TASK OBJECTIVE.
The required output is the complete data, repeated without alteration.

━━━━━━━━━━━━━━━━

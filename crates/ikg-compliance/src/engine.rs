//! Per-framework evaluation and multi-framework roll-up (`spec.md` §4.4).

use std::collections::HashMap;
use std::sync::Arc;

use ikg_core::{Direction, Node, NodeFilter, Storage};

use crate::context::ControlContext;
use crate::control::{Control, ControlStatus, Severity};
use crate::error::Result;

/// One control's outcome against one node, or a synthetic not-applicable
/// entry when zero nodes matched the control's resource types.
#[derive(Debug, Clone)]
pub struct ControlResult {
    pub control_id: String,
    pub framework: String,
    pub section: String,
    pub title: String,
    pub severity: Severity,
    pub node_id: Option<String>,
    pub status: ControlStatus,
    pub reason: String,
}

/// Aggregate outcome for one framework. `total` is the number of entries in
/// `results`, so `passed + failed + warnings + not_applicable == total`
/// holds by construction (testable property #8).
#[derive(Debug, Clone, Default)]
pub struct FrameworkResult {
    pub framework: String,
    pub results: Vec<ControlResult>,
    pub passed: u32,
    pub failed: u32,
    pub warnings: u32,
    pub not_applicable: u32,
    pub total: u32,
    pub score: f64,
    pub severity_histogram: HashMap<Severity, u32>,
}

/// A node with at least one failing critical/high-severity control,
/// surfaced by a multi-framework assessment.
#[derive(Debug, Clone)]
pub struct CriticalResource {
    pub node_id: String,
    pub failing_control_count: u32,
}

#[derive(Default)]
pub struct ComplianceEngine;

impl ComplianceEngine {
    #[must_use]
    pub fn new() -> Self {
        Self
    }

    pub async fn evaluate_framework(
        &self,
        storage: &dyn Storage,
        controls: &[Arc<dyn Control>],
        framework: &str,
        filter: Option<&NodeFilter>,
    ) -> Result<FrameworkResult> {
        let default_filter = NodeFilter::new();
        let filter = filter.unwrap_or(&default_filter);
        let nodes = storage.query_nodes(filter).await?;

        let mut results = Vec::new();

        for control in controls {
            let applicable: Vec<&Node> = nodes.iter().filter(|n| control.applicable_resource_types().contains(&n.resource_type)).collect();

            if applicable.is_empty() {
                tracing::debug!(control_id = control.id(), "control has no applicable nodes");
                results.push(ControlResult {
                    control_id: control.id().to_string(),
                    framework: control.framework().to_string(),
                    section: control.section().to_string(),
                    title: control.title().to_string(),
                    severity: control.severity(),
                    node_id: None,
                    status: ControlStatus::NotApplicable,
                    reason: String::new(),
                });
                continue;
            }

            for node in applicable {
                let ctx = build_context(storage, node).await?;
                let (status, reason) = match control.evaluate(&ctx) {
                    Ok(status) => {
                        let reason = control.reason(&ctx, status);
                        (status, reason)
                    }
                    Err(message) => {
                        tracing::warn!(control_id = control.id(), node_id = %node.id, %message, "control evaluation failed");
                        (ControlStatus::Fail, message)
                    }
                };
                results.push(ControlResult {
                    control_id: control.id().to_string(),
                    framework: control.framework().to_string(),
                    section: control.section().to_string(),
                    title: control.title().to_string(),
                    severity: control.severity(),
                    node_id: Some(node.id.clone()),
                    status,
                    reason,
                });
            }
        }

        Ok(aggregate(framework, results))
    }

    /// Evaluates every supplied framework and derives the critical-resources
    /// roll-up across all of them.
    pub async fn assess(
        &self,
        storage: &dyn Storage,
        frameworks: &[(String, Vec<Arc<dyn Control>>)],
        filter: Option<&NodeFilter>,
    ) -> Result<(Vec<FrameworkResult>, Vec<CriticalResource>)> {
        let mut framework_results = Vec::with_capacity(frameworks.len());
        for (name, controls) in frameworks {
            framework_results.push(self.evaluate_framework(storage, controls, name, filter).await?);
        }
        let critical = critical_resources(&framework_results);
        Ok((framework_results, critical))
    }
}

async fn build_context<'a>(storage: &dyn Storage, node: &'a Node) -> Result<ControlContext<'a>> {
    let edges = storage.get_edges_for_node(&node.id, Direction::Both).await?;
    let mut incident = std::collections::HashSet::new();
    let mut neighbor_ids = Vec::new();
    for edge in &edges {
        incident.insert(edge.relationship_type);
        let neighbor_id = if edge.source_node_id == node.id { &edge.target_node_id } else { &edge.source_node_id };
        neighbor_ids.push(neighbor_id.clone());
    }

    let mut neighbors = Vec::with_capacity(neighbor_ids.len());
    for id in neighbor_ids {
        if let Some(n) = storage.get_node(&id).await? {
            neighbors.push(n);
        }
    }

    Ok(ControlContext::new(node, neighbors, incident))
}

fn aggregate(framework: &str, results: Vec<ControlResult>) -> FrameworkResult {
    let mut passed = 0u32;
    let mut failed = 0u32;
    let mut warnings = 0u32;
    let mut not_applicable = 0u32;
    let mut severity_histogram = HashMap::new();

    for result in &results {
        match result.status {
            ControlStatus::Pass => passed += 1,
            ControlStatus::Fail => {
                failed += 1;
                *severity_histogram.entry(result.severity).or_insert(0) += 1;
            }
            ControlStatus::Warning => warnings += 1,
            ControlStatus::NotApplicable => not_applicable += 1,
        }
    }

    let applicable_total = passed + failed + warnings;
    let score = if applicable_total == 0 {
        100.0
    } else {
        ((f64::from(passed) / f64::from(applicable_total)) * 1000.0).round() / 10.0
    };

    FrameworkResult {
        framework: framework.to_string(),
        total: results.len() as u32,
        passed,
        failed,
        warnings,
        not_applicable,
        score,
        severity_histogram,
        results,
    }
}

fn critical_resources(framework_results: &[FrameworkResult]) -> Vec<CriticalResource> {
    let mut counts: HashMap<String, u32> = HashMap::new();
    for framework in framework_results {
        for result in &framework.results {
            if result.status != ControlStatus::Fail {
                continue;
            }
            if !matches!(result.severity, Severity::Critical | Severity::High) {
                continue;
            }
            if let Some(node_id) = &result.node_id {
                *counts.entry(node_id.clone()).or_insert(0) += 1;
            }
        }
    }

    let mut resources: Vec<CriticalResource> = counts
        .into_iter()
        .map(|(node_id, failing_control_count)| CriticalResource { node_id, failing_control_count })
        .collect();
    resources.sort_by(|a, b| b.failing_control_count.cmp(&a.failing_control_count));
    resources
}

━━━━━━━━━━━━━━━━

TASK RESPONSE.
filename crates/ikg-compliance/src/engine.rs
//! Per-framework evaluation and multi-framework roll-up (`spec.md` §4.4).

use std::collections::HashMap;
use std::sync::Arc;

use ikg_core::{Direction, Node, NodeFilter, Storage};

use crate::context::ControlContext;
use crate::control::{Control, ControlStatus, Severity};
use crate::error::Result;

/// One control's outcome against one node, or a synthetic not-applicable
/// entry when zero nodes matched the control's resource types.
#[derive(Debug, Clone)]
pub struct ControlResult {
    pub control_id: String,
    pub framework: String,
    pub section: String,
    pub title: String,
    pub severity: Severity,
    pub node_id: Option<String>,
    pub status: ControlStatus,
    pub reason: String,
}

/// Aggregate outcome for one framework. `total` is the number of entries in
/// `results`, so `passed + failed + warnings + not_applicable == total`
/// holds by construction (testable property #8).
#[derive(Debug, Clone, Default)]
pub struct FrameworkResult {
    pub framework: String,
    pub results: Vec<ControlResult>,
    pub passed: u32,
    pub failed: u32,
    pub warnings: u32,
    pub not_applicable: u32,
    pub total: u32,
    pub score: f64,
    pub severity_histogram: HashMap<Severity, u32>,
}

/// A node with at least one failing critical/high-severity control,
/// surfaced by a multi-framework assessment.
#[derive(Debug, Clone)]
pub struct CriticalResource {
    pub node_id: String,
    pub failing_control_count: u32,
}

#[derive(Default)]
pub struct ComplianceEngine;

impl ComplianceEngine {
    #[must_use]
    pub fn new() -> Self {
        Self
    }

    pub async fn evaluate_framework(
        &self,
        storage: &dyn Storage,
        controls: &[Arc<dyn Control>],
        framework: &str,
        filter: Option<&NodeFilter>,
    ) -> Result<FrameworkResult> {
        let default_filter = NodeFilter::new();
        let filter = filter.unwrap_or(&default_filter);
        let nodes = storage.query_nodes(filter).await?;

        let mut results = Vec::new();

        for control in controls {
            let applicable: Vec<&Node> = nodes.iter().filter(|n| control.applicable_resource_types().contains(&n.resource_type)).collect();

            if applicable.is_empty() {
                tracing::debug!(control_id = control.id(), "control has no applicable nodes");
                results.push(ControlResult {
                    control_id: control.id().to_string(),
                    framework: control.framework().to_string(),
                    section: control.section().to_string(),
                    title: control.title().to_string(),
                    severity: control.severity(),
                    node_id: None,
                    status: ControlStatus::NotApplicable,
                    reason: String::new(),
                });
                continue;
            }

            for node in applicable {
                let ctx = build_context(storage, node).await?;
                let (status, reason) = match control.evaluate(&ctx) {
                    Ok(status) => {
                        let reason = control.reason(&ctx, status);
                        (status, reason)
                    }
                    Err(message) => {
                        tracing::warn!(control_id = control.id(), node_id = %node.id, %message, "control evaluation failed");
                        (ControlStatus::Fail, message)
                    }
                };
                results.push(ControlResult {
                    control_id: control.id().to_string(),
                    framework: control.framework().to_string(),
                    section: control.section().to_string(),
                    title: control.title().to_string(),
                    severity: control.severity(),
                    node_id: Some(node.id.clone()),
                    status,
                    reason,
                });
            }
        }

        Ok(aggregate(framework, results))
    }

    /// Evaluates every supplied framework and derives the critical-resources
    /// roll-up across all of them.
    pub async fn assess(
        &self,
        storage: &dyn Storage,
        frameworks: &[(String, Vec<Arc<dyn Control>>)],
        filter: Option<&NodeFilter>,
    ) -> Result<(Vec<FrameworkResult>, Vec<CriticalResource>)> {
        let mut framework_results = Vec::with_capacity(frameworks.len());
        for (name, controls) in frameworks {
            framework_results.push(self.evaluate_framework(storage, controls, name, filter).await?);
        }
        let critical = critical_resources(&framework_results);
        Ok((framework_results, critical))
    }
}

async fn build_context<'a>(storage: &dyn Storage, node: &'a Node) -> Result<ControlContext<'a>> {
    let edges = storage.get_edges_for_node(&node.id, Direction::Both).await?;
    let mut incident = std::collections::HashSet::new();
    let mut neighbor_ids = Vec::new();
    for edge in &edges {
        incident.insert(edge.relationship_type);
        let neighbor_id = if edge.source_node_id == node.id { &edge.target_node_id } else { &edge.source_node_id };
        neighbor_ids.push(neighbor_id.clone());
    }

    let mut neighbors = Vec::with_capacity(neighbor_ids.len());
    for id in neighbor_ids {
        if let Some(n) = storage.get_node(&id).await? {
            neighbors.push(n);
        }
    }

    Ok(ControlContext::new(node, neighbors, incident))
}

fn aggregate(framework: &str, results: Vec<ControlResult>) -> FrameworkResult {
    let mut passed = 0u32;
    let mut failed = 0u32;
    let mut warnings = 0u32;
    let mut not_applicable = 0u32;
    let mut severity_histogram = HashMap::new();

    for result in &results {
        match result.status {
            ControlStatus::Pass => passed += 1,
            ControlStatus::Fail => {
                failed += 1;
                *severity_histogram.entry(result.severity).or_insert(0) += 1;
            }
            ControlStatus::Warning => warnings += 1,
            ControlStatus::NotApplicable => not_applicable += 1,
        }
    }

    let applicable_total = passed + failed + warnings;
    let score = if applicable_total == 0 {
        100.0
    } else {
        ((f64::from(passed) / f64::from(applicable_total)) * 1000.0).round() / 10.0
    };

    FrameworkResult {
        framework: framework.to_string(),
        total: results.len() as u32,
        passed,
        failed,
        warnings,
        not_applicable,
        score,
        severity_histogram,
        results,
    }
}

fn critical_resources(framework_results: &[FrameworkResult]) -> Vec<CriticalResource> {
    let mut counts: HashMap<String, u32> = HashMap::new();
    for framework in framework_results {
        for result in &framework.results {
            if result.status != ControlStatus::Fail {
                continue;
            }
            if !matches!(result.severity, Severity::Critical | Severity::High) {
                continue;
            }
            if let Some(node_id) = &result.node_id {
                *counts.entry(node_id.clone()).or_insert(0) += 1;
            }
        }
    }

    let mut resources: Vec<CriticalResource> = counts
        .into_iter()
        .map(|(node_id, failing_control_count)| CriticalResource { node_id, failing_control_count })
        .collect();
    resources.sort_by(|a, b| b.failing_control_count.cmp(&a.failing_control_count));
    resources
}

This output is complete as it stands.